Holiday Ale
Classification:
spiced ale, holiday ale, christmas beer, all-grain
Source: Rick Gontarek (gontarek@voicenet.com),
HBD Issue #2272, 11/12/96
Ingredients:
- 4 lbs. Klages 2-row pale malt
- 3 lbs. Irek's German Pils malt
- 1 lb. crystal malt (40L)
- 2 lbs. wheat malt
- 1 lb. Victory malt
- ~4 lbs. roasted pumpkin flesh
- 2 oz Willamette hops (boil)
- 1/2 oz. Saaz hops (finishing)
- 2 tsp cinnamon
- 1/2 tsp nutmeg
- 1/2 tsp ground cloves
- 1L starter, Wyeast 1007 German Ale Yeast
Procedure:
I have a 10 gallon Gott cooler with a Phil's Phalse bottom.
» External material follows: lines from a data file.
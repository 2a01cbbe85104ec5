//! Retrievable text passages

use serde::{Deserialize, Serialize};
use std::collections::HashMap;

/// A chunk of text with metadata
#[derive(Debug, Clone, PartialEq, Serialize, Deserialize)]
pub struct Document {
    /// Passage text
    pub page_content: String,

    /// Arbitrary metadata such as `source` and `chunk_id`
    #[serde(default)]
    pub metadata: HashMap<String, serde_json::Value>,
}

impl Document {
    /// Create a document without metadata
    pub fn new<S: Into<String>>(page_content: S) -> Self {
        Self {
            page_content: page_content.into(),
            metadata: HashMap::new(),
        }
    }

    /// Attach a metadata value
    pub fn with_metadata<K: Into<String>>(mut self, key: K, value: serde_json::Value) -> Self {
        self.metadata.insert(key.into(), value);
        self
    }

    /// The `source` metadata, if present
    pub fn source(&self) -> Option<&str> {
        self.metadata.get("source").and_then(|v| v.as_str())
    }
}
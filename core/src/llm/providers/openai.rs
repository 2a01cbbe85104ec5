//! OpenAI-compatible chat completions client

use crate::config::ResolvedLlmConfig;
use crate::error::{LlmError, Result};
use crate::llm::{ChatOptions, FinishReason, LlmClient, LlmMessage, LlmResponse, Usage};
use async_trait::async_trait;
use reqwest::Client;
use serde::{Deserialize, Serialize};

/// OpenAI-compatible client
pub struct OpenAiClient {
    client: Client,
    api_key: String,
    base_url: String,
    model: String,
}

impl OpenAiClient {
    /// Create a new OpenAI client from resolved LLM config
    pub fn new(config: &ResolvedLlmConfig) -> Result<Self> {
        if config.api_key.is_empty() {
            return Err(LlmError::Authentication {
                message: "No API key found for OpenAI".to_string(),
            }
            .into());
        }

        let client = super::build_http_client(config)?;
        let base_url = config.base_url.trim_end_matches('/').to_string();

        Ok(Self {
            client,
            api_key: config.api_key.clone(),
            base_url,
            model: config.model.clone(),
        })
    }

    fn build_request(&self, messages: Vec<LlmMessage>, options: ChatOptions) -> OpenAiRequest {
        OpenAiRequest {
            model: self.model.clone(),
            messages,
            max_tokens: options.max_tokens,
            temperature: options.temperature,
            top_p: options.top_p,
            stop: options.stop,
        }
    }

    fn convert_response(&self, response: OpenAiResponse) -> Result<LlmResponse> {
        let choice = response
            .choices
            .into_iter()
            .next()
            .ok_or(LlmError::EmptyResponse)?;

        let content = choice.message.content.ok_or(LlmError::EmptyResponse)?;

        let usage = response.usage.map(|u| Usage {
            prompt_tokens: u.prompt_tokens,
            completion_tokens: u.completion_tokens,
            total_tokens: u.total_tokens,
        });

        Ok(LlmResponse {
            message: LlmMessage::assistant(content),
            usage,
            model: response.model.unwrap_or_else(|| self.model.clone()),
            finish_reason: choice
                .finish_reason
                .as_deref()
                .map(FinishReason::from_provider),
        })
    }
}

#[async_trait]
impl LlmClient for OpenAiClient {
    async fn chat_completion(
        &self,
        messages: Vec<LlmMessage>,
        options: Option<ChatOptions>,
    ) -> Result<LlmResponse> {
        let request = self.build_request(messages, options.unwrap_or_default());

        let response = self
            .client
            .post(format!("{}/chat/completions", self.base_url))
            .bearer_auth(&self.api_key)
            .json(&request)
            .send()
            .await
            .map_err(|e| {
                tracing::error!("OpenAI API call failed: {}", e);
                LlmError::Network {
                    message: e.to_string(),
                }
            })?;

        if !response.status().is_success() {
            let status = response.status().as_u16();
            let error_text = response.text().await.unwrap_or_default();
            tracing::error!("OpenAI API returned {}: {}", status, error_text);
            return Err(LlmError::ApiError {
                status,
                message: error_text,
            }
            .into());
        }

        let openai_response: OpenAiResponse =
            response.json().await.map_err(|e| LlmError::Network {
                message: format!("Failed to parse response: {}", e),
            })?;

        self.convert_response(openai_response)
    }

    fn model_name(&self) -> &str {
        &self.model
    }

    fn provider_name(&self) -> &str {
        "openai"
    }
}

#[derive(Debug, Serialize)]
struct OpenAiRequest {
    model: String,
    messages: Vec<LlmMessage>,
    #[serde(skip_serializing_if = "Option::is_none")]
    max_tokens: Option<u32>,
    #[serde(skip_serializing_if = "Option::is_none")]
    temperature: Option<f32>,
    #[serde(skip_serializing_if = "Option::is_none")]
    top_p: Option<f32>,
    #[serde(skip_serializing_if = "Option::is_none")]
    stop: Option<Vec<String>>,
}

#[derive(Debug, Deserialize)]
struct OpenAiResponse {
    model: Option<String>,
    choices: Vec<OpenAiChoice>,
    usage: Option<OpenAiUsage>,
}

#[derive(Debug, Deserialize)]
struct OpenAiChoice {
    message: OpenAiMessage,
    finish_reason: Option<String>,
}

#[derive(Debug, Deserialize)]
struct OpenAiMessage {
    content: Option<String>,
}

#[derive(Debug, Deserialize)]
struct OpenAiUsage {
    prompt_tokens: u32,
    completion_tokens: u32,
    total_tokens: u32,
}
I added
3.0 gallons of 54degC water to the crushed grains and stabilized the
temp at 50degC for 30 minutes. Then I added 1.0 gallons of boiling
water along with the pureed pumpkin (heated to around boiling) and got
the temp of the mash to 65degC. I held this temp in the cooler for
just under 90 minutes. Iodine test confirmed starch conversion. I
added 1 gallon of boiling water to mash out, let the grain bed sit
undisturbed for 10 minutes, gently recirculated about several quarts
of the runnings, then sparged with 4-4.5 gallons of 77degC water over
a period of about 40 minutes. I collected 7 gallons (just about all my
pot will hold). After the sparge, I measured the gravity and got a
temperature corrected value of 1.042.